Pigou (1920; 1932, p. 89)

In other words, it is assumed that there exists a utility function of income that is concave and the same for everybody. In the following pages, the proviso of “similar temperament” is spelled out further. Pigou admits that under existing social conditions a rich man may in fact be able to produce more utility from any given amount of income than a poor man. But this advantage has come about through past inequalities of income and the standard ofliving and cannot therefore be used to argue against income equal­ization: In the long run, the poor who experience increased incomes will be as able as the current rich to generate utility from their income. The last part of the quotation intro­duces an important qualification: Policies that aim to redistribute income from the rich to the poor may have an adverse effect on incentives, in particular on the incentives to work and save. This may lead to a reduction of the national dividend or national income so that there will be less income available for distribution.

In analytical terms, we might restate this argument as saying that if there are no incen­tive effects of redistribution it should be carried to the point where the marginal utility of income is the same for all; in the case of identical tastes, this would imply complete equal­ization of incomes, as in the analysis of Edgeworth. If incentive effects are present, the optimal amount of redistribution would stop short of this point, with the gap between the marginal utility of income between rich and poor determined by the strength of the incentive effects.

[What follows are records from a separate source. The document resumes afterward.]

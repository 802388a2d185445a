//! # Estimate Configuration
//!
//! Deployment settings for a counter: tax, history size, database location.
//!
//! ## Configuration Sources
//! ```text
//! ┌─────────────────────────────────────────────────────────────────────────┐
//! │                    Configuration Priority                               │
//! │                                                                         │
//! │  1. Environment Variables (highest priority)                           │
//! │     AURUM_TAX_PERCENT=3                                                │
//! │     AURUM_HISTORY_LIMIT=50                                             │
//! │     AURUM_DB_PATH=/srv/aurum/aurum.db                                  │
//! │     AURUM_STORE_NAME="Sri Lakshmi Jewellers"                           │
//! │                                                                         │
//! │  2. TOML Config File                                                   │
//! │     ~/.config/estimate/estimate.toml (Linux)                           │
//! │     ~/Library/Application Support/com.aurum.estimate/estimate.toml     │
//! │                                                                         │
//! │  3. Default Values (lowest priority)                                   │
//! │     3% tax, 20 history entries, platform data dir database             │
//! └─────────────────────────────────────────────────────────────────────────┘
//! ```
//!
//! ## Configuration File Format
//! ```toml
//! [store]
//! name = "Sri Lakshmi Jewellers"
//! gstin = "33AAAAA0000A1Z5"
//!
//! [pricing]
//! tax_percent = "3"
//!
//! [history]
//! recent_limit = 20
//!
//! [database]
//! path = "/srv/aurum/aurum.db"
//! max_connections = 5
//! ```

use rust_decimal::Decimal;
use serde::{Deserialize, Serialize};
use std::path::PathBuf;
use thiserror::Error;
use tracing::{debug, info, warn};

use aurum_core::pricing::DEFAULT_TAX_PERCENT;
use aurum_core::validation::validate_tax_percent;
use aurum_core::{PricingConfig, DEFAULT_HISTORY_LIMIT};

use crate::pool::DbConfig;

/// Config file name inside the platform config directory.
pub const CONFIG_FILE_NAME: &str = "estimate.toml";

/// Database file name inside the platform data directory.
pub const DB_FILE_NAME: &str = "aurum.db";

// =============================================================================
// Errors
// =============================================================================

/// Configuration load/save failures.
#[derive(Debug, Error)]
pub enum ConfigError {
    #[error("Config I/O error: {0}")]
    Io(#[from] std::io::Error),

    #[error("Config parse error: {0}")]
    Parse(#[from] toml::de::Error),

    #[error("Config serialize error: {0}")]
    Serialize(#[from] toml::ser::Error),

    /// A value is present but unusable.
    #[error("Invalid config: {0}")]
    Invalid(String),

    /// No explicit path and the platform has no config directory.
    #[error("No config path available")]
    NoConfigPath,
}

pub type ConfigResult<T> = Result<T, ConfigError>;

// =============================================================================
// Sections
// =============================================================================

/// The shop printed on estimates.
#[derive(Debug, Clone, PartialEq, Serialize, Deserialize)]
pub struct StoreSettings {
    #[serde(default = "default_store_name")]
    pub name: String,

    /// GST registration number, if the shop has one.
    #[serde(default)]
    pub gstin: Option<String>,
}

fn default_store_name() -> String {
    "Aurum Jewellers".to_string()
}

impl Default for StoreSettings {
    fn default() -> Self {
        StoreSettings {
            name: default_store_name(),
            gstin: None,
        }
    }
}

#[derive(Debug, Clone, PartialEq, Serialize, Deserialize)]
pub struct PricingSettings {
    /// Tax on each item's subtotal, in percent.
    #[serde(default = "default_tax_percent")]
    pub tax_percent: Decimal,
}

fn default_tax_percent() -> Decimal {
    DEFAULT_TAX_PERCENT
}

impl Default for PricingSettings {
    fn default() -> Self {
        PricingSettings {
            tax_percent: default_tax_percent(),
        }
    }
}

#[derive(Debug, Clone, PartialEq, Serialize, Deserialize)]
pub struct HistorySettings {
    /// Finalized estimations kept in the counter's history list.
    #[serde(default = "default_recent_limit")]
    pub recent_limit: u32,
}

fn default_recent_limit() -> u32 {
    DEFAULT_HISTORY_LIMIT
}

impl Default for HistorySettings {
    fn default() -> Self {
        HistorySettings {
            recent_limit: default_recent_limit(),
        }
    }
}

#[derive(Debug, Clone, PartialEq, Serialize, Deserialize)]
pub struct DatabaseSettings {
    /// SQLite file. Defaults to the platform data directory.
    #[serde(default)]
    pub path: Option<PathBuf>,

    #[serde(default = "default_max_connections")]
    pub max_connections: u32,
}

fn default_max_connections() -> u32 {
    5
}

impl Default for DatabaseSettings {
    fn default() -> Self {
        DatabaseSettings {
            path: None,
            max_connections: default_max_connections(),
        }
    }
}

// =============================================================================
// Main Configuration
// =============================================================================

/// Complete counter configuration.
#[derive(Debug, Clone, Default, PartialEq, Serialize, Deserialize)]
pub struct EstimateConfig {
    #[serde(default)]
    pub store: StoreSettings,

    #[serde(default)]
    pub pricing: PricingSettings,

    #[serde(default)]
    pub history: HistorySettings,

    #[serde(default)]
    pub database: DatabaseSettings,
}

impl EstimateConfig {
    /// Loads configuration from file, environment, and defaults.
    ///
    /// ## Load Order (later overrides earlier)
    /// 1. Default values
    /// 2. Config file (`estimate.toml`), if it exists
    /// 3. Environment variables
    pub fn load(config_path: Option<PathBuf>) -> ConfigResult<Self> {
        let mut config = Self::default();

        if let Some(path) = config_path.or_else(Self::default_config_path) {
            if path.exists() {
                info!(?path, "Loading estimate config from file");
                let contents = std::fs::read_to_string(&path)?;
                config = toml::from_str(&contents)?;
            } else {
                debug!(?path, "Config file not found, using defaults");
            }
        }

        config.apply_env_overrides();
        config.validate()?;

        Ok(config)
    }

    /// Loads config or returns default if load fails.
    pub fn load_or_default(config_path: Option<PathBuf>) -> Self {
        Self::load(config_path).unwrap_or_else(|e| {
            warn!("Failed to load estimate config: {}. Using defaults.", e);
            Self::default()
        })
    }

    /// Saves configuration to file, creating its directory.
    pub fn save(&self, config_path: Option<PathBuf>) -> ConfigResult<()> {
        let path = config_path
            .or_else(Self::default_config_path)
            .ok_or(ConfigError::NoConfigPath)?;

        if let Some(parent) = path.parent() {
            std::fs::create_dir_all(parent)?;
        }

        let contents = toml::to_string_pretty(self)?;
        std::fs::write(&path, contents)?;

        info!(?path, "Estimate config saved");
        Ok(())
    }

    pub fn validate(&self) -> ConfigResult<()> {
        validate_tax_percent(self.pricing.tax_percent)
            .map_err(|e| ConfigError::Invalid(format!("pricing.tax_percent: {}", e)))?;

        if self.history.recent_limit == 0 {
            return Err(ConfigError::Invalid(
                "history.recent_limit must be greater than 0".into(),
            ));
        }

        if self.database.max_connections == 0 {
            return Err(ConfigError::Invalid(
                "database.max_connections must be greater than 0".into(),
            ));
        }

        Ok(())
    }

    /// Applies `AURUM_*` environment variable overrides.
    pub fn apply_env_overrides(&mut self) {
        self.apply_overrides(|key| std::env::var(key).ok());
    }

    /// Applies overrides from any key lookup. Unparseable values are skipped.
    pub fn apply_overrides<F>(&mut self, lookup: F)
    where
        F: Fn(&str) -> Option<String>,
    {
        if let Some(tax) = lookup("AURUM_TAX_PERCENT") {
            match tax.trim().parse::<Decimal>() {
                Ok(t) => {
                    debug!(tax_percent = %t, "Overriding tax percent from environment");
                    self.pricing.tax_percent = t;
                }
                Err(_) => warn!(value = %tax, "Ignoring unparseable AURUM_TAX_PERCENT"),
            }
        }

        if let Some(limit) = lookup("AURUM_HISTORY_LIMIT") {
            match limit.trim().parse::<u32>() {
                Ok(l) => self.history.recent_limit = l,
                Err(_) => warn!(value = %limit, "Ignoring unparseable AURUM_HISTORY_LIMIT"),
            }
        }

        if let Some(path) = lookup("AURUM_DB_PATH") {
            debug!(path = %path, "Overriding database path from environment");
            self.database.path = Some(PathBuf::from(path));
        }

        if let Some(name) = lookup("AURUM_STORE_NAME") {
            self.store.name = name;
        }
    }

    /// `<config dir>/estimate.toml` for this platform.
    pub fn default_config_path() -> Option<PathBuf> {
        Self::project_dirs().map(|dirs| dirs.config_dir().join(CONFIG_FILE_NAME))
    }

    fn project_dirs() -> Option<directories::ProjectDirs> {
        directories::ProjectDirs::from("com", "aurum", "estimate")
    }

    // =========================================================================
    // Convenience Methods
    // =========================================================================

    /// Pricing knobs for the estimation store.
    pub fn pricing(&self) -> PricingConfig {
        PricingConfig::default()
            .with_tax_percent(self.pricing.tax_percent)
            .with_history_limit(self.history.recent_limit)
    }

    /// Configured database path, else `<data dir>/aurum.db`, else `./aurum.db`.
    pub fn database_path(&self) -> PathBuf {
        self.database
            .path
            .clone()
            .or_else(|| Self::project_dirs().map(|d| d.data_dir().join(DB_FILE_NAME)))
            .unwrap_or_else(|| PathBuf::from(DB_FILE_NAME))
    }

    pub fn db_config(&self) -> DbConfig {
        DbConfig::new(self.database_path()).max_connections(self.database.max_connections)
    }
}

// =============================================================================
// Unit Tests
// =============================================================================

1.3.3.2 Critique of Utilitarianism

The assumptions of identical utility functions, decreasing marginal utility, and interper­sonal comparability of utility all became the subject of critical scrutiny as Pareto’s work on demand theory and welfare economics became more widely known. Because these assumptions had been shown to be unnecessary for the study of consumer demand, they were also held to be inappropriate for making welfare judgments. Justifications of income redistribution such as that advanced by Pigou gradually came to be viewed as nonscien- tific and simply subjective expressions of one’s personal taste for income equality. On the desirability of redistribution, economics as a science would have to remain silent. This view was particularly forcefully put in the influential book by Lionel Robbins (1932).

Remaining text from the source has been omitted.